Sobre a anulação da decisão do Tribunal de Apelação, Mansfield comenta que foi uma decisão importante para Dotcom. “Isso é significativo, e quer dizer que nada mais pode acontecer até que ocorram as novas audiências exigidas. Kim fica aqui, em casa, com sua família”, comentou.

Além disso, o advogado criticou a postura do governo norte-americano no caso, apontando o processo como ‘político’. “Saudamos a oportunidade de responsabilizar os Estados Unidos pelo processo e gestão deste pedido de extradição. Este tem sido um caso político e os Estados Unidos têm procurado impedir o Sr. Dotcom de fazer qualquer defesa factual significativa contra ele”, disse.

Os desfechos do julgamento contra o empresário e ativista político podem ter grande impacto na estrutura da internet como ela é conhecida.
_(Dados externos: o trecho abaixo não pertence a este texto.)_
//! Local durable store: a partitioned key-value layer underneath the mutation
//! queue and the response caches.
//!
//! Every partition ("table") holds records with a primary key, a secondary
//! ordering key and an opaque value. Each operation runs in its own
//! transaction, so callers never need extra locking around a partition.

pub(crate) mod codec;
mod sqlite;

use color_eyre::Result;

pub use sqlite::SqliteStore;

/// A single stored record.
#[derive(Debug, Clone, PartialEq, Eq)]
pub struct Record {
  /// Primary key, unique within the partition
  pub key: String,
  /// Secondary key used for ordered scans
  pub index: String,
  /// Serialized payload
  pub value: Vec<u8>,
}

impl Record {
  pub fn new(key: impl Into<String>, index: impl Into<String>, value: Vec<u8>) -> Self {
    Self {
      key: key.into(),
      index: index.into(),
      value,
    }
  }
}

/// Trait for durable storage backends.
pub trait DurableStore: Send + Sync {
  /// Get a record by primary key.
  fn get(&self, partition: &str, key: &str) -> Result<Option<Record>>;

  /// Insert or overwrite a record. Overwriting keeps the record's original
  /// insertion position for ties in `scan_by_index`.
  fn put(&self, partition: &str, record: &Record) -> Result<()>;

  /// Delete a record. Returns whether anything was deleted.
  fn delete(&self, partition: &str, key: &str) -> Result<bool>;

  /// Delete every record whose key starts with `prefix`.
  fn delete_prefix(&self, partition: &str, prefix: &str) -> Result<usize>;

  /// All records of a partition ordered by secondary key, then insertion order.
  fn scan_by_index(&self, partition: &str) -> Result<Vec<Record>>;

  /// Atomically delete `key` from `from` and write `record` into `to`.
  fn transfer(&self, from: &str, key: &str, to: &str, record: &Record) -> Result<()>;

  /// Number of records in a partition.
  fn count(&self, partition: &str) -> Result<usize>;

  /// Names of all partitions that currently hold at least one record.
  fn partitions(&self) -> Result<Vec<String>>;

  /// Delete a whole partition. Returns the number of records removed.
  fn drop_partition(&self, partition: &str) -> Result<usize>;
}
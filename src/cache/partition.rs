//! A named cache partition of stored responses.

use chrono::{DateTime, Utc};
use color_eyre::{eyre::eyre, Result};
use serde::{Deserialize, Serialize};
use std::sync::Arc;
use std::time::Duration;
use tracing::warn;

use super::key::RequestKey;
use crate::http::{Headers, Response, ResponseSource};
use crate::store::codec::hex_bytes;
use crate::store::{DurableStore, Record};

/// A stored snapshot of a prior read response.
#[derive(Debug, Clone, PartialEq, Eq, Serialize, Deserialize)]
pub struct CacheEntry {
  pub request_key: String,
  pub status: u16,
  pub headers: Headers,
  #[serde(with = "hex_bytes")]
  pub body: Vec<u8>,
  pub stored_at: DateTime<Utc>,
}

impl CacheEntry {
  pub fn from_response(key: &RequestKey, response: &Response) -> Self {
    Self {
      request_key: key.to_string(),
      status: response.status,
      headers: response.headers.clone(),
      body: response.body.clone(),
      stored_at: Utc::now(),
    }
  }

  /// Whether the entry is younger than `ttl`.
  pub fn is_fresh(&self, ttl: Duration) -> bool {
    match chrono::Duration::from_std(ttl) {
      Ok(ttl) => Utc::now() - self.stored_at < ttl,
      Err(_) => true,
    }
  }

  pub fn into_response(self, source: ResponseSource) -> Response {
    Response {
      status: self.status,
      headers: self.headers,
      body: self.body,
      source,
    }
  }
}

/// One cache partition. At most one entry per request key.
#[derive(Clone)]
pub struct CachePartition {
  store: Arc<dyn DurableStore>,
  name: String,
}

impl CachePartition {
  pub fn new(store: Arc<dyn DurableStore>, name: impl Into<String>) -> Self {
    Self {
      store,
      name: name.into(),
    }
  }

  /// Look up an entry. Entries that no longer decode are treated as misses.
  pub fn get(&self, key: &RequestKey) -> Result<Option<CacheEntry>> {
    let record = match self.store.get(&self.name, key.as_str())? {
      Some(r) => r,
      None => return Ok(None),
    };

    match serde_json::from_slice(&record.value) {
      Ok(entry) => Ok(Some(entry)),
      Err(e) => {
        warn!(partition = %self.name, key = %key, error = %e, "Discarding undecodable cache entry");
        self.store.delete(&self.name, key.as_str())?;
        Ok(None)
      }
    }
  }

  pub fn put(&self, entry: &CacheEntry) -> Result<()> {
    let value =
      serde_json::to_vec(entry).map_err(|e| eyre!("Failed to serialize cache entry: {}", e))?;
    let record = Record::new(entry.request_key.clone(), entry.stored_at.to_rfc3339(), value);
    self.store.put(&self.name, &record)
  }

  /// Store a response under `key`.
  pub fn store_response(&self, key: &RequestKey, response: &Response) -> Result<()> {
    self.put(&CacheEntry::from_response(key, response))
  }

  /// Evict every entry whose key starts with `prefix`.
  pub fn delete_prefix(&self, prefix: &str) -> Result<usize> {
    self.store.delete_prefix(&self.name, prefix)
  }

  pub fn len(&self) -> Result<usize> {
    self.store.count(&self.name)
  }

  pub fn is_empty(&self) -> Result<bool> {
    Ok(self.len()? == 0)
  }
}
Caso seja considerado culpado por violação de direitos autorais pela atuação do site Megaupload entre 2009 e 2012, cria-se um novo entendimento sobre a questões de neutralidade de rede, como a responsabilidade de provedores sobre o conteúdo compartilhado em seus domínios.

“Será interessante ver como os desafios agora enfrentados pelos provedores de serviços de internet são respondidos. Eles podem conviver com isso? Isso resultará em restrições de acesso e mais custos em que todos nós incorreremos como resultado? Ou nosso governo será pressionado a intervir e fornecer proteções reais e viáveis para eles?”, questiona Mansfield.